Repeat the lines of the data that follow, please, starting at the first and stopping after the one with "build their own".

_Dataset entries_.
== Segment start ==

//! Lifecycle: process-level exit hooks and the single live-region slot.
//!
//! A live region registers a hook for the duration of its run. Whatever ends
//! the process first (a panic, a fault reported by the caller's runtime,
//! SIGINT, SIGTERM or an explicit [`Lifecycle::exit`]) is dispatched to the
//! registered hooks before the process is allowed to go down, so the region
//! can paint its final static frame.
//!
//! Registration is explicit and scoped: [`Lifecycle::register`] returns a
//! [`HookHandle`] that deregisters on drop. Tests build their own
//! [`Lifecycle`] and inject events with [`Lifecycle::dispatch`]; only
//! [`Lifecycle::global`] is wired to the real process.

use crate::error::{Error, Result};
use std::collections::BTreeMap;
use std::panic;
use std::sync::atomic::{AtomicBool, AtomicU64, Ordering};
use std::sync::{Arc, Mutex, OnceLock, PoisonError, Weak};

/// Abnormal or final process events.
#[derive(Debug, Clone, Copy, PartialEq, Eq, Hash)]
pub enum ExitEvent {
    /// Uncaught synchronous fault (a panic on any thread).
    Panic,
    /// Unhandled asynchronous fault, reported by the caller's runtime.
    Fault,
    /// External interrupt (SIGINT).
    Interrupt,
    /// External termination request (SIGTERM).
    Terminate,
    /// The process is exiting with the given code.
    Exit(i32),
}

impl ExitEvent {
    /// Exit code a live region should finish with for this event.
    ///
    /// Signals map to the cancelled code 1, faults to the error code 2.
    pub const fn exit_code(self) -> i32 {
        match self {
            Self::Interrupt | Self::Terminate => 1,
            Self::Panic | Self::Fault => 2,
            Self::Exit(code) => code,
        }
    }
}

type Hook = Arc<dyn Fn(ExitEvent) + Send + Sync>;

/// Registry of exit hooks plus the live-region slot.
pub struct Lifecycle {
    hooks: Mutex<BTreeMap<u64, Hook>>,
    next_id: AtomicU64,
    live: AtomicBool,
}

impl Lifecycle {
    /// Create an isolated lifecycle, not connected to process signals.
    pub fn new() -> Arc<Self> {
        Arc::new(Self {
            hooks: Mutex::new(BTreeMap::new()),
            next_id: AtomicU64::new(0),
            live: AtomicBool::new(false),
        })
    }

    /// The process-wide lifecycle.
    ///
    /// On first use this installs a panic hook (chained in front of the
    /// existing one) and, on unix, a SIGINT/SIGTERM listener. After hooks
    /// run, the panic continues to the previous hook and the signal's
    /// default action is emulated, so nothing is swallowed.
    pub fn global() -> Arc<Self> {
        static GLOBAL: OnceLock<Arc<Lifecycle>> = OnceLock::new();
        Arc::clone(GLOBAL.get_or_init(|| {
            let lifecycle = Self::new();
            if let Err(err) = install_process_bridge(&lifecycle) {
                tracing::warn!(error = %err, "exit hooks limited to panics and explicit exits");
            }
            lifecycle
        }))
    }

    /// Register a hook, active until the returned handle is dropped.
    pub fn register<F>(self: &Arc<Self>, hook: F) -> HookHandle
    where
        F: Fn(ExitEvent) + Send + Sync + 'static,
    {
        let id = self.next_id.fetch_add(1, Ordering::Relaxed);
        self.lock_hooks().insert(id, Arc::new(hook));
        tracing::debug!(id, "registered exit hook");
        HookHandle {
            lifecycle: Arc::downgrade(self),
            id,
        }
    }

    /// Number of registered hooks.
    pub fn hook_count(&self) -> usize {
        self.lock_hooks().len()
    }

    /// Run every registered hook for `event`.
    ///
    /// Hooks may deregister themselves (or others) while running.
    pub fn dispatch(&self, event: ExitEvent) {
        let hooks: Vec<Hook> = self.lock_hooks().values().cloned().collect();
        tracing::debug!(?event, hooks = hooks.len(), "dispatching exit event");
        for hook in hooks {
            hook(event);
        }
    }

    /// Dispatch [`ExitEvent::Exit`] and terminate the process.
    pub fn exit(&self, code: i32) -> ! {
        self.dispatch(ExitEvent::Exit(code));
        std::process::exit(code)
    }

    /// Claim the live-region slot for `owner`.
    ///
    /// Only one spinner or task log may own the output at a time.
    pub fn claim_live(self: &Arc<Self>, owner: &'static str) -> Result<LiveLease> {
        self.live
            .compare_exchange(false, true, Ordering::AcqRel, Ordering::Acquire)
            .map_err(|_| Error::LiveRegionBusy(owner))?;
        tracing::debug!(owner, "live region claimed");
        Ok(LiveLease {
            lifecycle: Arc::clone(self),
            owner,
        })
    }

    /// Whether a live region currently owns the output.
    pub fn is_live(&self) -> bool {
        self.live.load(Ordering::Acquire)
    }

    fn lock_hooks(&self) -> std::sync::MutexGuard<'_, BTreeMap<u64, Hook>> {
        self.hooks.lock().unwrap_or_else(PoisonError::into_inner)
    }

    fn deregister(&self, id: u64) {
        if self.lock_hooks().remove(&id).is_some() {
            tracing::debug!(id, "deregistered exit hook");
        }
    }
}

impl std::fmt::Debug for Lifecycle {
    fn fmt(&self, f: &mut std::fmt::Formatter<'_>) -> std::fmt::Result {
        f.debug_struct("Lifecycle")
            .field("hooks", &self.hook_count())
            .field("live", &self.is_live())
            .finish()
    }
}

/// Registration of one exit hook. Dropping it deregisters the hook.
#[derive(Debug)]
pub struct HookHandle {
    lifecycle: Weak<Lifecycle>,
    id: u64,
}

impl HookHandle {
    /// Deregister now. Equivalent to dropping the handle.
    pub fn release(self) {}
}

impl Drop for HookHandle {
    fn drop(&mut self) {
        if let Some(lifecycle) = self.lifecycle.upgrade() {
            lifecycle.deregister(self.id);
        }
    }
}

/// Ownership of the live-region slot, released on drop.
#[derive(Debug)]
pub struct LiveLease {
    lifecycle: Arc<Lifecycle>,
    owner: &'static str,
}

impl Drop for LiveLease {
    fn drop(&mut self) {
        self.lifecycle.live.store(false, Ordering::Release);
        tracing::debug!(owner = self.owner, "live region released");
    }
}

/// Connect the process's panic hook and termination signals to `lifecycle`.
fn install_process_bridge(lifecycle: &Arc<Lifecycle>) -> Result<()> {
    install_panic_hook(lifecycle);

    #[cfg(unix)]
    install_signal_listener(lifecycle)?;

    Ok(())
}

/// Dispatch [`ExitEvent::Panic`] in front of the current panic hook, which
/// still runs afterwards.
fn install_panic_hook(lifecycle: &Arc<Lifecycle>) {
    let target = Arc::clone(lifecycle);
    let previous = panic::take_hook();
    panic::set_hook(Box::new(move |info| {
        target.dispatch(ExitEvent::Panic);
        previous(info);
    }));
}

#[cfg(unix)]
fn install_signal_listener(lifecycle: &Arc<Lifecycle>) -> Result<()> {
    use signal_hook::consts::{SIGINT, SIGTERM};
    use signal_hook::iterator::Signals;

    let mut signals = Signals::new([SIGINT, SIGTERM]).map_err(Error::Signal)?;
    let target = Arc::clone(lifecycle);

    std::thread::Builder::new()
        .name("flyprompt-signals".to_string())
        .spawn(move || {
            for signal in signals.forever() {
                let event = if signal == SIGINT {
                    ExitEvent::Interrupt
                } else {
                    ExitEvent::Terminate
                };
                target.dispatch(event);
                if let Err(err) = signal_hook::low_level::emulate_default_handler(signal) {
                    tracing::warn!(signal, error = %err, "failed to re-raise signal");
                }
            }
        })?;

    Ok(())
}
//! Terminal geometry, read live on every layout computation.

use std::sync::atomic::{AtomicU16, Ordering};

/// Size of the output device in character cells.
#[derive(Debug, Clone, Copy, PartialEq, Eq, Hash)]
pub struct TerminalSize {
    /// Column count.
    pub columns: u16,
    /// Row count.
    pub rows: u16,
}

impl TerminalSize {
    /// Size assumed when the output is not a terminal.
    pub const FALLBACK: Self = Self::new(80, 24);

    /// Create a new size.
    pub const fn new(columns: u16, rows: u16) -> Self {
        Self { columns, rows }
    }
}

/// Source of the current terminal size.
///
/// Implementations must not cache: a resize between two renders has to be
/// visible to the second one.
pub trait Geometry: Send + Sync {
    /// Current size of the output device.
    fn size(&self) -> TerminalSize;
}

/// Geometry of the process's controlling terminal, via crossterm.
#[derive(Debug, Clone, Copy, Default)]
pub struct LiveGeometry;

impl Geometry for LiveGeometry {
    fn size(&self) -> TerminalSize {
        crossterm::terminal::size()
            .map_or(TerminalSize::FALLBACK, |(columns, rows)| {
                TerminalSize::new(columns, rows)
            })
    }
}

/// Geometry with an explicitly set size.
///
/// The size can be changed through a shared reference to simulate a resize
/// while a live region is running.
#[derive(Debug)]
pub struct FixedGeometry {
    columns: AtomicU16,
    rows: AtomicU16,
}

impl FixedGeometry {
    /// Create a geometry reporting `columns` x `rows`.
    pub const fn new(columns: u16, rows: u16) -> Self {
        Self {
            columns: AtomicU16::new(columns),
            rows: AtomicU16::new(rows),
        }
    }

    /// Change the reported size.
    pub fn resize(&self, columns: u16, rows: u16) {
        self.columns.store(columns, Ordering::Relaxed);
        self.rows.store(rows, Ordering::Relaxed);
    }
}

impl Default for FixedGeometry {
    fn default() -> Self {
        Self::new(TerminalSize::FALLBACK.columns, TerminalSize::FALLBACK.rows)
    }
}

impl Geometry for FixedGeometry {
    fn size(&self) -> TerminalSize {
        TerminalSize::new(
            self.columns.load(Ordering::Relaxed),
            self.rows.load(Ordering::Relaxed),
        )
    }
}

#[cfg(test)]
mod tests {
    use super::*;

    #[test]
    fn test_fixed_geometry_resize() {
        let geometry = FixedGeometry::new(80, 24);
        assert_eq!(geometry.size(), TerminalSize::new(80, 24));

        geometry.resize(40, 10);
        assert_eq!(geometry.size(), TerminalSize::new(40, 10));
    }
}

== Segment end ==

_Your response_.
//! Lifecycle: process-level exit hooks and the single live-region slot.
//!
//! A live region registers a hook for the duration of its run. Whatever ends
//! the process first (a panic, a fault reported by the caller's runtime,
//! SIGINT, SIGTERM or an explicit [`Lifecycle::exit`]) is dispatched to the
//! registered hooks before the process is allowed to go down, so the region
//! can paint its final static frame.
//!
//! Registration is explicit and scoped: [`Lifecycle::register`] returns a
//! [`HookHandle`] that deregisters on drop. Tests build their own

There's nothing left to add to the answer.